第728章 妲詩畫的舔狗們(1 / 1)
“宮主過譽了,這是學生應該做的。”
光幕中,葛君謙遜一笑。
董戈秋看到後,心下愈發滿意了。
不愧是本尊的肱股之臣,恐怕就算當年先祖麾下的孔暗先生,論忠誠也未必能比葛君更強。
“葛君,你莫要妄自菲薄。”
“在本尊看來,你就是本尊的孔暗先生!”
董戈秋一擺大手說道。
說著,他頓了一下,這才問出最想問的問題。
“對了,葛君。”
“你出這道秘境題用意雖好,但奈何世人無法理解!”
“眼下世人對於夢黃沙秘境議論紛紛,輿論都在指責我們學宮啊!”
葛君是否是忠臣固然重要。
但說來說去,最讓董戈秋頭疼的,還是夢黃沙秘境給輿論帶來了不利。
在當上宮主之前,董戈秋一直以為,當統治天下的稷下學宮宮主,是件非常容易的事情。
只要他一聲令下,必然文武用命,天下太平!
然而,當他真坐到這個位置上的時候,才發現事情並沒有想象中那麼簡單。
每天他要處理的事情太多了。
幾乎每一方面,他都要操心。
什麼一聲令下,文武用命,那是夢中才能出現的事情。
事實上是,這兩年學宮內部跳槽的人,都快數不過來了。
一開始董戈秋還為此非常震怒,但到後來他都已經麻木了。
跳就跳唄,誰讓學宮沒錢,開出的俸祿,比不上地方勢力呢?
但這些都還不是問題,問題是學宮因為人手減少,使得很多雞毛蒜皮的事情,不得不讓董戈秋親力親為起來。
更可怕的是,地方勢力還在不斷壯大。
什麼四梟之流,明明都是毛頭小子,卻已然敢和學宮平起平坐了。
學宮的影響力不斷縮減,再加上民間的輿論,又有些不利於學宮。
這使得董戈秋幾乎陷入了焦頭爛額之中。
他好不容易提拔了葛君,還遭到了學宮老頑固們的百般阻撓。
直到現在,葛君都沒法正式成為學宮臣屬,只能在外界替他奔走效命。
如今,夢黃沙秘境引起的輿論,讓學宮愈發的艱難起來了。
所以董戈秋迫切的想要找到逆轉的方法。
不管怎麼說,至少先化解了眼下這波輿論危機再說。
不過這也不能怪他無能。
誰叫董戈秋本來就是臨時過繼到宮主一脈名下,沒有接受過主君方面的培養。
再加上老宮主又是突然暴斃。
他匆匆忙忙繼位,能做到這一步,已經算不容易了。
光幕內。
葛君似乎沉思了起來。
約莫過了片刻,他抬起了頭。
“宮主,其實這事學生也有在考慮。

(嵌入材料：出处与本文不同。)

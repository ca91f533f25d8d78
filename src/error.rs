// Error taxonomy shared by the matching, reservation and ledger components

use crate::preferences::FilterDimension;
use thiserror::Error;

#[derive(Error, Debug, Clone, PartialEq)]
pub enum EngineError {
    #[error("Invalid preference for {dimension}: {reason}")]
    InvalidPreference {
        dimension: FilterDimension,
        reason: String,
    },

    #[error("Insufficient inventory on offer {offer_id}: requested {requested}, available {available}")]
    InsufficientInventory {
        offer_id: String,
        requested: usize,
        available: usize,
    },

    #[error("Not found: {0}")]
    NotFound(String),

    #[error("Timed out after {waited_ms}ms waiting for offer {offer_id}")]
    LockTimeout { offer_id: String, waited_ms: u64 },

    #[error("Invalid quantity: {0}")]
    InvalidQuantity(usize),

    #[error("Invalid offer: {0}")]
    InvalidOffer(String),

    #[error("Storage error: {0}")]
    Storage(String),

    #[error("Supplier feed error: {0}")]
    Feed(String),

    #[error("Configuration error: {0}")]
    Config(String),
}

impl EngineError {
    pub fn invalid_preference(dimension: FilterDimension, reason: impl Into<String>) -> Self {
        EngineError::InvalidPreference {
            dimension,
            reason: reason.into(),
        }
    }

    // Only contention is worth retrying; everything else needs a different request
    pub fn is_retryable(&self) -> bool {
        matches!(self, EngineError::LockTimeout { .. })
    }
}

pub type Result<T> = std::result::Result<T, EngineError>;
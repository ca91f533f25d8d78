// Booking ledger
// Per-user record of confirmed reservations; cancellation goes back through the reservation manager.

use async_trait::async_trait;
use chrono::{DateTime, Utc};
use dashmap::DashMap;
use serde::{Deserialize, Serialize};
use std::sync::Arc;
use tracing::{debug, info, warn};

use crate::error::{EngineError, Result};
use crate::model::{Reservation, ReservationId};
use crate::reservation::ReservationManager;

#[derive(Debug, Clone, Copy, PartialEq, Eq, Serialize, Deserialize)]
#[serde(rename_all = "snake_case")]
pub enum BookingStatus {
    Active,
    Cancelled,
}

#[derive(Debug, Clone, PartialEq, Serialize, Deserialize)]
pub struct LedgerEntry {
    pub reservation: Reservation,
    pub status: BookingStatus,
    pub cancelled_at: Option<DateTime<Utc>>,
}

impl LedgerEntry {
    fn active(reservation: Reservation) -> Self {
        Self {
            reservation,
            status: BookingStatus::Active,
            cancelled_at: None,
        }
    }

    pub fn is_active(&self) -> bool {
        self.status == BookingStatus::Active
    }
}

// Persistence collaborator; the storage format is its business
#[async_trait]
pub trait LedgerStore: Send + Sync + 'static {
    // Insert or replace the entry for entry.reservation.id
    async fn save(&self, entry: &LedgerEntry) -> anyhow::Result<()>;

    // All entries of a user in insertion order
    async fn load(&self, user_id: &str) -> anyhow::Result<Vec<LedgerEntry>>;
}

#[derive(Debug, Default)]
pub struct InMemoryLedgerStore {
    entries: DashMap<String, Vec<LedgerEntry>>,
}

impl InMemoryLedgerStore {
    pub fn new() -> Self {
        Self::default()
    }
}

#[async_trait]
impl LedgerStore for InMemoryLedgerStore {
    async fn save(&self, entry: &LedgerEntry) -> anyhow::Result<()> {
        let mut user_entries = self
            .entries
            .entry(entry.reservation.user_id.clone())
            .or_default();
        match user_entries
            .iter_mut()
            .find(|existing| existing.reservation.id == entry.reservation.id)
        {
            Some(existing) => *existing = entry.clone(),
            None => user_entries.push(entry.clone()),
        }
        Ok(())
    }

    async fn load(&self, user_id: &str) -> anyhow::Result<Vec<LedgerEntry>> {
        Ok(self
            .entries
            .get(user_id)
            .map(|entries| entries.value().clone())
            .unwrap_or_default())
    }
}

pub struct BookingLedger {
    manager: Arc<ReservationManager>,
    store: Arc<dyn LedgerStore>,
    // Hydrated from the store on first touch of a user
    entries: DashMap<String, Vec<LedgerEntry>>,
}

impl BookingLedger {
    pub fn new(manager: Arc<ReservationManager>, store: Arc<dyn LedgerStore>) -> Self {
        Self {
            manager,
            store,
            entries: DashMap::new(),
        }
    }

    pub fn manager(&self) -> &Arc<ReservationManager> {
        &self.manager
    }

    async fn hydrate(&self, user_id: &str) -> Result<()> {
        if self.entries.contains_key(user_id) {
            return Ok(());
        }
        let loaded = self
            .store
            .load(user_id)
            .await
            .map_err(|e| EngineError::Storage(e.to_string()))?;
        self.entries.entry(user_id.to_string()).or_insert(loaded);
        Ok(())
    }

    async fn persist(&self, entry: &LedgerEntry) -> Result<()> {
        self.store
            .save(entry)
            .await
            .map_err(|e| EngineError::Storage(e.to_string()))
    }

    pub async fn record(&self, user_id: &str, reservation: Reservation) -> Result<LedgerEntry> {
        if reservation.user_id != user_id {
            return Err(EngineError::NotFound(format!(
                "reservation {} for user {}",
                reservation.id, user_id
            )));
        }
        self.hydrate(user_id).await?;

        // Recording is keyed by reservation id, same as the store
        if let Some(existing) = self.find(user_id, reservation.id) {
            debug!(user_id, reservation_id = %reservation.id, "booking already recorded");
            return Ok(existing);
        }

        let entry = LedgerEntry::active(reservation);
        self.persist(&entry).await?;
        {
            let mut user_entries = self.entries.entry(user_id.to_string()).or_default();
            if !user_entries
                .iter()
                .any(|existing| existing.reservation.id == entry.reservation.id)
            {
                user_entries.push(entry.clone());
            }
        }

        info!(user_id, reservation_id = %entry.reservation.id, "booking recorded");
        Ok(entry)
    }

    // The Cancelled status is stored before any unit is freed, so a failure at either step
    // leaves the booking Active with its units still held, and the cancel can be retried.
    pub async fn cancel(&self, user_id: &str, reservation_id: ReservationId) -> Result<LedgerEntry> {
        self.hydrate(user_id).await?;

        // Claim the Active -> Cancelled transition first so concurrent cancels cannot both proceed
        let cancelled = {
            let mut user_entries = self.entries.entry(user_id.to_string()).or_default();
            let entry = user_entries
                .iter_mut()
                .find(|entry| entry.reservation.id == reservation_id && entry.is_active())
                .ok_or_else(|| {
                    EngineError::NotFound(format!(
                        "active reservation {} for user {}",
                        reservation_id, user_id
                    ))
                })?;
            entry.status = BookingStatus::Cancelled;
            entry.cancelled_at = Some(Utc::now());
            entry.clone()
        };

        if let Err(e) = self.persist(&cancelled).await {
            self.set_status(user_id, reservation_id, BookingStatus::Active);
            return Err(e);
        }

        if let Err(e) = self.manager.release(&cancelled.reservation) {
            warn!(user_id, %reservation_id, error = %e, "release failed, restoring booking");
            if let Some(restored) = self.set_status(user_id, reservation_id, BookingStatus::Active) {
                if let Err(persist_err) = self.persist(&restored).await {
                    warn!(user_id, %reservation_id, error = %persist_err, "could not store restored booking");
                }
            }
            return Err(e);
        }

        info!(user_id, %reservation_id, "booking cancelled");
        Ok(cancelled)
    }

    // Idempotent: releasing twice frees nothing the second time and never fails on status
    pub async fn release(&self, reservation: &Reservation) -> Result<usize> {
        let released = self.manager.release(reservation)?;

        self.hydrate(&reservation.user_id).await?;
        let changed = {
            let mut user_entries = self
                .entries
                .entry(reservation.user_id.clone())
                .or_default();
            user_entries
                .iter_mut()
                .find(|entry| entry.reservation.id == reservation.id && entry.is_active())
                .map(|entry| {
                    entry.status = BookingStatus::Cancelled;
                    entry.cancelled_at = Some(Utc::now());
                    entry.clone()
                })
        };
        if let Some(entry) = changed {
            // Stays Active until stored, so a retried release finishes the job
            if let Err(e) = self.persist(&entry).await {
                self.set_status(&reservation.user_id, reservation.id, BookingStatus::Active);
                return Err(e);
            }
        }

        Ok(released)
    }

    pub async fn history(&self, user_id: &str) -> Result<Vec<LedgerEntry>> {
        self.hydrate(user_id).await?;
        Ok(self
            .entries
            .get(user_id)
            .map(|entries| entries.value().clone())
            .unwrap_or_default())
    }

    fn find(&self, user_id: &str, reservation_id: ReservationId) -> Option<LedgerEntry> {
        self.entries.get(user_id).and_then(|entries| {
            entries
                .iter()
                .find(|entry| entry.reservation.id == reservation_id)
                .cloned()
        })
    }

    fn set_status(
        &self,
        user_id: &str,
        reservation_id: ReservationId,
        status: BookingStatus,
    ) -> Option<LedgerEntry> {
        if let Some(mut entries) = self.entries.get_mut(user_id) {
            if let Some(entry) = entries
                .iter_mut()
                .find(|entry| entry.reservation.id == reservation_id)
            {
                entry.status = status;
                if status == BookingStatus::Active {
                    entry.cancelled_at = None;
                }
                return Some(entry.clone());
            }
        }
        warn!(user_id, %reservation_id, "ledger entry vanished while reverting status");
        None
    }
}
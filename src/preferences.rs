// Traveler preferences
// A sparse, typed set of filter values layered from session input over saved user defaults

use async_trait::async_trait;
use chrono::{NaiveDate, NaiveTime};
use dashmap::DashMap;
use futures::future::try_join_all;
use serde::{Deserialize, Serialize};
use std::collections::BTreeMap;
use std::fmt;
use std::str::FromStr;

use crate::error::{EngineError, Result};

#[derive(Debug, Clone, Copy, PartialEq, Eq, Hash, PartialOrd, Ord, Serialize, Deserialize)]
#[serde(rename_all = "snake_case")]
pub enum FilterDimension {
    RouteFrom,
    RouteTo,
    DateStart,
    DateEnd,
    TimeEarliest,
    TimeLatest,
    Company,
    PetsAllowed,
    LayoversAllowed,
    Location,
}

impl FilterDimension {
    pub const ALL: [FilterDimension; 10] = [
        FilterDimension::RouteFrom,
        FilterDimension::RouteTo,
        FilterDimension::DateStart,
        FilterDimension::DateEnd,
        FilterDimension::TimeEarliest,
        FilterDimension::TimeLatest,
        FilterDimension::Company,
        FilterDimension::PetsAllowed,
        FilterDimension::LayoversAllowed,
        FilterDimension::Location,
    ];

    pub fn as_str(&self) -> &'static str {
        match self {
            FilterDimension::RouteFrom => "route_from",
            FilterDimension::RouteTo => "route_to",
            FilterDimension::DateStart => "date_start",
            FilterDimension::DateEnd => "date_end",
            FilterDimension::TimeEarliest => "time_earliest",
            FilterDimension::TimeLatest => "time_latest",
            FilterDimension::Company => "company",
            FilterDimension::PetsAllowed => "pets_allowed",
            FilterDimension::LayoversAllowed => "layovers_allowed",
            FilterDimension::Location => "location",
        }
    }

    fn value_kind(&self) -> ValueKind {
        match self {
            FilterDimension::RouteFrom
            | FilterDimension::RouteTo
            | FilterDimension::Company
            | FilterDimension::Location => ValueKind::Text,
            FilterDimension::DateStart | FilterDimension::DateEnd => ValueKind::Date,
            FilterDimension::TimeEarliest | FilterDimension::TimeLatest => ValueKind::Time,
            FilterDimension::PetsAllowed | FilterDimension::LayoversAllowed => ValueKind::Flag,
        }
    }
}

impl fmt::Display for FilterDimension {
    fn fmt(&self, f: &mut fmt::Formatter<'_>) -> fmt::Result {
        f.write_str(self.as_str())
    }
}

impl FromStr for FilterDimension {
    type Err = EngineError;

    fn from_str(s: &str) -> Result<Self> {
        let wanted = s.trim().to_ascii_lowercase().replace(['-', ' '], "_");
        FilterDimension::ALL
            .into_iter()
            .find(|dimension| dimension.as_str() == wanted)
            .ok_or_else(|| EngineError::NotFound(format!("filter dimension {}", s)))
    }
}

#[derive(Debug, Clone, Copy, PartialEq, Eq)]
enum ValueKind {
    Text,
    Flag,
    Date,
    Time,
}

#[derive(Debug, Clone, PartialEq, Eq, Serialize, Deserialize)]
#[serde(tag = "type", content = "value", rename_all = "snake_case")]
pub enum PreferenceValue {
    Text(String),
    Flag(bool),
    Date(NaiveDate),
    Time(NaiveTime),
}

const DATE_FORMATS: [&str; 2] = ["%Y-%m-%d", "%m/%d/%Y"];
const TIME_FORMATS: [&str; 2] = ["%H:%M", "%H:%M:%S"];

impl PreferenceValue {
    pub fn text(value: impl Into<String>) -> Self {
        PreferenceValue::Text(value.into())
    }

    // Raw collaborator input -> typed value for the given dimension
    pub fn parse(dimension: FilterDimension, raw: &str) -> Result<Self> {
        let raw = raw.trim();
        match dimension.value_kind() {
            ValueKind::Text => {
                if raw.is_empty() {
                    return Err(EngineError::invalid_preference(dimension, "value is blank"));
                }
                Ok(PreferenceValue::Text(raw.to_string()))
            }
            ValueKind::Flag => match raw.to_ascii_lowercase().as_str() {
                "true" | "yes" | "y" | "1" => Ok(PreferenceValue::Flag(true)),
                "false" | "no" | "n" | "0" => Ok(PreferenceValue::Flag(false)),
                _ => Err(EngineError::invalid_preference(
                    dimension,
                    format!("'{}' is not a yes/no value", raw),
                )),
            },
            ValueKind::Date => DATE_FORMATS
                .iter()
                .find_map(|format| NaiveDate::parse_from_str(raw, format).ok())
                .map(PreferenceValue::Date)
                .ok_or_else(|| {
                    EngineError::invalid_preference(dimension, format!("'{}' is not a date", raw))
                }),
            ValueKind::Time => TIME_FORMATS
                .iter()
                .find_map(|format| NaiveTime::parse_from_str(raw, format).ok())
                .map(PreferenceValue::Time)
                .ok_or_else(|| {
                    EngineError::invalid_preference(dimension, format!("'{}' is not a time", raw))
                }),
        }
    }

    fn kind(&self) -> ValueKind {
        match self {
            PreferenceValue::Text(_) => ValueKind::Text,
            PreferenceValue::Flag(_) => ValueKind::Flag,
            PreferenceValue::Date(_) => ValueKind::Date,
            PreferenceValue::Time(_) => ValueKind::Time,
        }
    }
}

// Session value wins, then the saved default, otherwise unset
pub fn merge<T>(session: Option<T>, saved: Option<T>) -> Option<T> {
    session.or(saved)
}

#[derive(Debug, Clone, Default, PartialEq, Eq)]
pub struct PreferenceSet {
    values: BTreeMap<FilterDimension, PreferenceValue>,
}

impl PreferenceSet {
    pub fn new() -> Self {
        Self::default()
    }

    pub fn set(&mut self, dimension: FilterDimension, value: PreferenceValue) -> Result<()> {
        if value.kind() != dimension.value_kind() {
            return Err(EngineError::invalid_preference(
                dimension,
                format!("{:?} does not fit this dimension", value),
            ));
        }
        if let PreferenceValue::Text(text) = &value {
            if text.trim().is_empty() {
                return Err(EngineError::invalid_preference(dimension, "value is blank"));
            }
        }
        self.values.insert(dimension, value);
        Ok(())
    }

    pub fn with(mut self, dimension: FilterDimension, value: PreferenceValue) -> Result<Self> {
        self.set(dimension, value)?;
        Ok(self)
    }

    pub fn set_raw(&mut self, dimension: FilterDimension, raw: &str) -> Result<()> {
        let value = PreferenceValue::parse(dimension, raw)?;
        self.set(dimension, value)
    }

    pub fn from_raw<'a, I>(entries: I) -> Result<Self>
    where
        I: IntoIterator<Item = (FilterDimension, &'a str)>,
    {
        let mut prefs = Self::new();
        for (dimension, raw) in entries {
            prefs.set_raw(dimension, raw)?;
        }
        Ok(prefs)
    }

    pub fn clear(&mut self, dimension: FilterDimension) -> Option<PreferenceValue> {
        self.values.remove(&dimension)
    }

    pub fn get(&self, dimension: FilterDimension) -> Option<&PreferenceValue> {
        self.values.get(&dimension)
    }

    pub fn is_unset(&self, dimension: FilterDimension) -> bool {
        !self.values.contains_key(&dimension)
    }

    pub fn is_empty(&self) -> bool {
        self.values.is_empty()
    }

    pub fn len(&self) -> usize {
        self.values.len()
    }

    pub fn iter(&self) -> impl Iterator<Item = (FilterDimension, &PreferenceValue)> {
        self.values.iter().map(|(dimension, value)| (*dimension, value))
    }

    pub fn text(&self, dimension: FilterDimension) -> Option<&str> {
        match self.values.get(&dimension) {
            Some(PreferenceValue::Text(text)) => Some(text.as_str()),
            _ => None,
        }
    }

    pub fn flag(&self, dimension: FilterDimension) -> Option<bool> {
        match self.values.get(&dimension) {
            Some(PreferenceValue::Flag(flag)) => Some(*flag),
            _ => None,
        }
    }

    pub fn date(&self, dimension: FilterDimension) -> Option<NaiveDate> {
        match self.values.get(&dimension) {
            Some(PreferenceValue::Date(date)) => Some(*date),
            _ => None,
        }
    }

    pub fn time(&self, dimension: FilterDimension) -> Option<NaiveTime> {
        match self.values.get(&dimension) {
            Some(PreferenceValue::Time(time)) => Some(*time),
            _ => None,
        }
    }

    // Effective preferences for one search request
    pub fn layered(session: &PreferenceSet, saved: &PreferenceSet) -> PreferenceSet {
        let values = FilterDimension::ALL
            .into_iter()
            .filter_map(|dimension| {
                merge(session.get(dimension), saved.get(dimension))
                    .map(|value| (dimension, value.clone()))
            })
            .collect();
        PreferenceSet { values }
    }

    pub fn validate(&self) -> Result<()> {
        if let (Some(start), Some(end)) = (
            self.date(FilterDimension::DateStart),
            self.date(FilterDimension::DateEnd),
        ) {
            if start > end {
                return Err(EngineError::invalid_preference(
                    FilterDimension::DateEnd,
                    format!("{} is before {}", end, start),
                ));
            }
        }
        if let (Some(earliest), Some(latest)) = (
            self.time(FilterDimension::TimeEarliest),
            self.time(FilterDimension::TimeLatest),
        ) {
            if earliest > latest {
                return Err(EngineError::invalid_preference(
                    FilterDimension::TimeLatest,
                    format!("{} is before {}", latest, earliest),
                ));
            }
        }
        Ok(())
    }

    // Saved defaults for every dimension, fetched concurrently
    pub async fn load_saved(store: &dyn PreferenceStore, user_id: &str) -> Result<Self> {
        let lookups = FilterDimension::ALL
            .into_iter()
            .map(|dimension| async move {
                store
                    .saved_default(user_id, dimension)
                    .await
                    .map(|value| (dimension, value))
            });
        let found = try_join_all(lookups)
            .await
            .map_err(|e| EngineError::Storage(e.to_string()))?;

        let mut prefs = Self::new();
        for (dimension, value) in found {
            if let Some(value) = value {
                prefs.set(dimension, value)?;
            }
        }
        Ok(prefs)
    }
}

// User-preference store collaborator
#[async_trait]
pub trait PreferenceStore: Send + Sync + 'static {
    async fn saved_default(
        &self,
        user_id: &str,
        dimension: FilterDimension,
    ) -> anyhow::Result<Option<PreferenceValue>>;

    // None clears the saved default
    async fn set_saved_default(
        &self,
        user_id: &str,
        dimension: FilterDimension,
        value: Option<PreferenceValue>,
    ) -> anyhow::Result<()>;
}

#[derive(Debug, Default)]
pub struct InMemoryPreferenceStore {
    defaults: DashMap<(String, FilterDimension), PreferenceValue>,
}

impl InMemoryPreferenceStore {
    pub fn new() -> Self {
        Self::default()
    }
}

#[async_trait]
impl PreferenceStore for InMemoryPreferenceStore {
    async fn saved_default(
        &self,
        user_id: &str,
        dimension: FilterDimension,
    ) -> anyhow::Result<Option<PreferenceValue>> {
        Ok(self
            .defaults
            .get(&(user_id.to_string(), dimension))
            .map(|entry| entry.value().clone()))
    }

    async fn set_saved_default(
        &self,
        user_id: &str,
        dimension: FilterDimension,
        value: Option<PreferenceValue>,
    ) -> anyhow::Result<()> {
        let key = (user_id.to_string(), dimension);
        match value {
            Some(value) => {
                self.defaults.insert(key, value);
            }
            None => {
                self.defaults.remove(&key);
            }
        }
        Ok(())
    }
}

”
“學生覺得,不若順其自然。”
“而且,秘境內還有個不穩定因素在,只要有他在,後續一定會出現轉移世人焦點的事情。”
“到時候,輿論危機自然而然就化解了。”
聽到這番話,董戈秋露出了若有所思的表情。
他略一沉吟,問道。
“你是指……葉尋?”
他想來想去,覺得能被稱之為不穩定因素的,也只有葉尋了。
這個毛頭小子,這才在公眾面前亮相多久,就搞出了一大堆事情來。
甚至就連他們學宮,都巴巴的跑過去選擇跟他合作。
“對,就是葉尋。”
“宮主,難道你不覺得,葉尋的所有行為,最終其實都有利於學宮的嗎?”
“前有冰酒斬夏雌時的至聖先師口碑危機,雖說這事是他自己惹出來的,但這些天,已經有不少年輕人放言自己更崇拜真性情的至聖先師了。”
“這一切不都是葉尋操盤的結果麼?”
葛君巧舌如簧,口若懸河,說的滔滔不絕。
他的言語中,似乎對葉尋百般推崇,似乎想要將葉尋也拉下水。
他這麼做,自然存著私心。
一來,葉尋是洞子黑,這玩意別人或許看不出來,但身為老洞子黑的葛君,卻是一眼就能看破。
葉尋和他一樣,都是明面上的洞子吹,實際上的洞子黑。
如果,葉尋這個志同道合的人,也入了學宮。
那麼他們反洞子勢力,將會愈發強大了,未來全盤滲透學宮,也未嘗不可。
二來嘛,葛君心下多少也有些小怨氣。
你葉尋是在秘境中玩爽了。
但我辛辛苦苦搞出的秘境,卻差點直接被你玩壞。
要是不把你拉下水,我如何對得起自己?
“有道理,葉尋此人雖然年輕,但手段卻著實了得。”
“嗯,晚點我讓董戈丕和葉尋溝通一下,看看能不能讓他出手。”
對於葛君的話,董戈秋頗為贊同。
那就是葉尋惹事精歸惹事精,但能力卻不是吹的。
他或許能化解學宮輿論危機的時候,讓學宮更上一層樓呢。
“宮主英明!”
葛君聞言,小小的拍了個馬屁。
董戈秋頓時開心的大笑了起來。
他覺得自己確實還算挺英明的。
……
秘境之中,葉尋並不知道,有人又在算計他了。
雖然,這個算計從某種意義上來講,算是善意的。
但此刻的葉尋,已經顧不上這些了。
他們一夥人,全員偽裝成了追殺者。
目標已然出現。
就在前方不遠處。
人數約莫在二十來人。
其中有幾個,葉尋還認識。
都是平日裡和十天才走的比較近的傢伙。
尤其是,他們對妲詩畫,那更是百般跪舔。
恨不得當場就掏出心來,讓妲詩畫看看。
這幾個傢伙,一個叫做田構,一個叫做貝泰,一個叫做介潘霞。
“老泰,你那邊準備完了沒?”
“我們趕緊北上,去保護詩畫。”
“你們可能不知道,先前我碰上了詩畫,她被匹配到了追殺者陣營。”
“我當時就跟詩畫說,你殺了我吧,這樣你可以拿一個人頭,但詩畫卻默默的搖了搖頭,走開了。”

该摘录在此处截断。